New Early Literacy Kit Developed For Toddlers Statewide

By | August 14, 2012

By Toni Massari McPherson

Anchorage Public Library’s Ready To Read Learning Center has added a fourth kit to its collection, designed to promote early literacy skills to youngsters, 0-3, throughout the state. The new Read With Me Bag gives toddlers the opportunity for hands-on experience with books. Each of the 25 themed bags includes 10 board books, a puppet or toy, as well as activity suggestions and informational sheets for parents and caregivers.

“Young children learn through their senses,” says Terri Weckerle, director of the RRRC which is housed behind the scenes in APL’s Z.J. Loussac Public Library. “This bag includes sturdy books that they can play with, touch, even stick in their mouths. As they are exposed to the books, they will learn about print and about how to hold a book and turn the pages.”
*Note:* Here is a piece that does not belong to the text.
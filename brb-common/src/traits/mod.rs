// File: brb-common/src/traits/mod.rs
pub mod fetcher_traits;

pub use fetcher_traits::FollowerFetcher;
Weckerle emphasizes the importance of social interaction when a child is playing with books. “Toddlers pay attention to what you do and copy it. By showing them how to turn the pages, pointing out the different elements on each page and, of course, reading to them, parents can really boost their children’s pre-literacy skills.”

Early literacy is not about flash cards or teaching toddlers the alphabet, Weckerle explains. It’s playing with blocks and puzzles to learn shapes. It’s singing songs to develop a toddler’s ability to sound out words and to listen. It’s talking to very young kids to expand their vocabularies so they have a bank of words to draw on when they are learning to read.

Established in 2008, the Ready to Read Resource Center is an Anchorage Public Library resource with a statewide focus. The Center is funded by a grant from the Alaska State Library. Weckerle started building the RRRC collection with 50 Ready to Read Tubs which includes 30-50 board books and picture books, and are designed to be checked out by child care providers, day care centers and libraries across the state.

The next element of the RRRC collection to be introduced was the Read to Me at Home Tub. Each of the 40 tubs contains 10 canvas bags with three board books in each bag. Rural libraries can request the tubs through Inter-library Loan and promote local pre-literacy skills by checking the bags out to individual families within the villages. Child care providers can circulate the take home bags to the families that they are working with to encourage reading at home.

The 42 different themed Lapsit Bags contain five-to-six books, along with a music CD, and a puppet or prop The bags also include suggestions for fingerplays, songs and action rhymes. Libraries, day care centers, and even parents can hold their own storytimes. However, since the pages of the books in the Lapsit Bags are paper, children cannot play with them. That’s where the new Read With Me Bags come in.

“The Read With Me Bags are the logical next step to our collection,” Weckerle says. “Because board books are so sturdy, little kids have a chance to really get acquainted with books.” For more information about the RRRC program and the themes of the bags, go to http://readytoreadak.org/.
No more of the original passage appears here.